Teams organization and performance in multi-human/multi-robot teams

Abstract

We are developing a theory for human control of robot teams based on considering how control varies across different task allocations. Our current work focuses on domains such as foraging in which robots perform largely independent tasks. The present study addresses the interaction between automation and organization of human teams in controlling large robot teams performing an Urban Search and Rescue (USAR) task. We identify three subtasks: perceptual search-visual search for victims, assistance-teleoperation to assist robot, and navigation-path planning and coordination. For the studies reported here, navigation was selected for automation because it involves weak dependencies among robots making it more complex and because it was shown in an earlier experiment to be the most difficult.

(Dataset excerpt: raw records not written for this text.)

#[cfg(test)]
mod tests {
    use super::*;

    fn set(values: &[u8]) -> PcSet {
        PcSet::from_ints(values).unwrap()
    }

    /// Every subset of the aggregate, each in ascending order.
    fn every_subset() -> impl Iterator<Item = PcSet> {
        (0u16..1 << 12).map(|bits| {
            PitchClass::all()
                .filter(|pc| bits & (1 << pc.to_int()) != 0)
                .collect()
        })
    }

    #[test]
    fn transposition_leaves_receiver_untouched() {
        let s = set(&[0, 3, 5, 6, 9]);
        assert_eq!(s.transpose(4), set(&[4, 7, 9, 10, 1]));
        assert_eq!(s, set(&[0, 3, 5, 6, 9]));
    }

    #[test]
    fn transposition_in_place() {
        let mut s = set(&[0, 3, 5, 6, 9]);
        s.transpose_in_place(4);
        assert_eq!(s, set(&[4, 7, 9, 10, 1]));

        s.transpose_in_place(-16);
        assert_eq!(s, set(&[0, 3, 5, 6, 9]));
    }

    #[test]
    fn inversion_of_transposed_set() {
        let s = set(&[0, 3, 5, 6, 9]).transpose(4);
        assert_eq!(s.invert(), set(&[8, 5, 3, 2, 11]));
        assert_eq!(s, set(&[4, 7, 9, 10, 1]));

        let mut t = s.clone();
        t.invert_in_place();
        assert_eq!(t, set(&[8, 5, 3, 2, 11]));
    }

    #[test]
    fn complement() {
        let s = set(&[0, 3, 5, 6, 9]);
        assert_eq!(s.complement(), set(&[1, 2, 4, 7, 8, 10, 11]));

        let mut t = s.clone();
        t.complement_in_place();
        assert_eq!(t, set(&[1, 2, 4, 7, 8, 10, 11]));

        // unordered, duplicated input still yields an ascending result
        assert_eq!(set(&[9, 0, 0, 3]).complement(), set(&[1, 2, 4, 5, 6, 7, 8, 10, 11]));
        assert_eq!(PcSet::new().complement(), PcSet::aggregate());
        assert_eq!(PcSet::aggregate().complement(), PcSet::new());
    }

    #[test]
    fn zero_form() {
        let s = set(&[0, 3, 5, 6, 9]).transpose(7);
        assert_eq!(s, set(&[7, 10, 0, 1, 4]));
        assert_eq!(s.zero_form(), set(&[0, 3, 5, 6, 9]));

        let mut t = s.clone();
        t.zero_in_place();
        assert_eq!(t, set(&[0, 3, 5, 6, 9]));
    }

    #[test]
    fn normal_order() {
        let s = set(&[1, 4, 6, 7, 10]);
        assert_eq!(s.normal_order(), set(&[4, 6, 7, 10, 1]));
        assert_eq!(s, set(&[1, 4, 6, 7, 10]));

        let mut t = s.clone();
        t.normalize_in_place();
        assert_eq!(t, set(&[4, 6, 7, 10, 1]));
    }

    #[test]
    fn normal_order_of_symmetric_set() {
        // [11, 0, 5, 6] and [5, 6, 11, 0] tie; the first one visited wins
        let s = set(&[0, 5, 6, 11]);
        assert_eq!(s.normal_order(), set(&[11, 0, 5, 6]));
        assert_eq!(set(&[6, 0, 11, 5]).normal_order(), set(&[11, 0, 5, 6]));
        assert_eq!(s.reduce(), set(&[0, 1, 6, 7]));
        assert_eq!(s.prime_form(), set(&[0, 1, 6, 7]));

        assert_eq!(set(&[0, 4, 8]).normal_order(), set(&[0, 4, 8]));
    }

    #[test]
    fn reduce() {
        let s = set(&[1, 4, 6, 7, 10]);
        assert_eq!(s.reduce(), set(&[0, 2, 3, 6, 9]));

        let mut t = s.clone();
        t.reduce_in_place();
        assert_eq!(t, set(&[0, 2, 3, 6, 9]));
    }

    #[test]
    fn prime_form() {
        let s = set(&[1, 4, 6, 7, 10]);
        assert_eq!(s.prime_form(), set(&[0, 1, 3, 6, 9]));
        assert_eq!(s, set(&[1, 4, 6, 7, 10]));

        let mut t = s.clone();
        t.prime_in_place();
        assert_eq!(t, set(&[0, 1, 3, 6, 9]));
    }

    #[test]
    fn prime_form_of_triads() {
        // major and minor triads share a set-class
        assert_eq!(set(&[7, 11, 2]).prime_form(), set(&[0, 3, 7]));
        assert_eq!(set(&[9, 0, 4]).prime_form(), set(&[0, 3, 7]));
        assert_eq!(set(&[0, 4, 8]).prime_form(), set(&[0, 4, 8]));
        assert_eq!(set(&[11, 2, 5, 8]).prime_form(), set(&[0, 3, 6, 9]));
    }

    #[test]
    fn more_compact_prefers_receiver_on_tie() {
        let a = set(&[0, 4, 8]);
        let b = set(&[4, 8, 0]);
        assert_eq!(a.more_compact(&b), &a);
        assert_eq!(b.more_compact(&a), &b);
    }

    #[test]
    fn degenerate_sets() {
        let empty = PcSet::new();
        assert_eq!(empty.transpose(5), empty);
        assert_eq!(empty.invert(), empty);
        assert_eq!(empty.zero_form(), empty);
        assert_eq!(empty.normal_order(), empty);
        assert_eq!(empty.reduce(), empty);
        assert_eq!(empty.prime_form(), empty);

        let single = set(&[7]);
        assert_eq!(single.normal_order(), single);
        assert_eq!(single.prime_form(), set(&[0]));
        assert_eq!(single.zero_form(), set(&[0]));
    }

    #[test]
    fn duplicates_survive_normal_order() {
        let mut normal = set(&[7, 0, 7, 4]).normal_order().to_ints();
        normal.sort();
        assert_eq!(normal, vec![0, 4, 7, 7]);
    }

    #[test]
    fn algebraic_properties_hold_for_every_subset() {
        for s in every_subset() {
            assert_eq!(s.invert().invert(), s);
            assert_eq!(s.complement().complement(), s);

            if !s.is_empty() {
                assert_eq!(s.zero_form()[0].to_int(), 0);
            }

            let prime = s.prime_form();
            assert!(prime == s.reduce() || prime == s.invert().reduce(), "{}", s);

            let reduced = s.reduce();
            for n in 1..12 {
                assert_eq!(s.transpose(n).reduce(), reduced, "T{} of {}", n, s);
            }
        }
    }

    #[test]
    fn normal_order_ignores_rotation() {
        for s in every_subset().filter(|s| s.len() > 1) {
            let expected = s.normal_order();
            let mut rotated = s.clone();
            for _ in 0..s.len() {
                rotated.rotate_left(1);
                assert_eq!(rotated.normal_order(), expected, "{}", rotated);
            }
        }
    }

    #[test]
    fn interval_vectors() {
        assert_eq!(set(&[0, 3, 7]).interval_vector().counts(), [0, 0, 1, 1, 1, 0]);
        assert_eq!(set(&[0, 1, 3, 5, 6, 8, 10]).interval_vector().to_alpha(), "254361");
        assert_eq!(PcSet::aggregate().interval_vector().to_alpha(), "CCCCC6");
        // duplicates do not count twice
        assert_eq!(set(&[0, 0, 4]).interval_vector().counts(), [0, 0, 0, 1, 0, 0]);
    }

    #[test]
    fn masks() {
        let triad = set(&[0, 4, 7]).to_mask();
        let column = set(&[7, 0, 4, 4]).to_mask();
        assert!(triad.is_subset_of(column));
        assert!(!set(&[0, 3, 7]).to_mask().is_subset_of(column));
        assert_eq!(column.len(), 3);
        assert_eq!(column.to_set(), set(&[0, 4, 7]));
        assert!(PcMask::empty().is_subset_of(column));
    }

    #[test]
    fn rotation() {
        let mut s = set(&[0, 1, 2, 3]);
        s.rotate_right(1);
        assert_eq!(s, set(&[3, 0, 1, 2]));
        s.rotate_left(5);
        assert_eq!(s, set(&[0, 1, 2, 3]));
    }

    #[test]
    fn strict_and_wrapping_construction() {
        assert!(matches!(PcSet::from_ints(&[0, 12]), Err(Error::InvalidPitchClass { value: 12 })));
        assert_eq!(PcSet::from_ints_wrapping(&[-1, 12, 25]), set(&[11, 0, 1]));
    }

    #[test]
    fn display_and_alpha() {
        let s = set(&[0, 10, 11, 3]);
        assert_eq!(s.to_string(), "[0, 10, 11, 3]");
        assert_eq!(s.to_alpha(), "0AB3");
        assert_eq!(PcSet::new().to_string(), "[]");
    }
}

Two possible ways to organize operators were identified as assignment of robots to particular operators or as a shared pool in which operators service robots from the population as needed. The experiment compares two member teams of operators controlling teams of 12 robots each in the assigned robots conditions or sharing control of 24 robots in the shared pool conditions using either waypoint control or autonomous path planning. We identify three self organizing team strategies in the shared pool condition: joint control operators share full authority over robots, mixed control in which one operator takes primary control while the other acts as an assistant, and split control in which operators divide the robots with each controlling a subteam. Automating path planning improved system performance. Effects of team organization favored operator teams who shared authority for the pool of robots.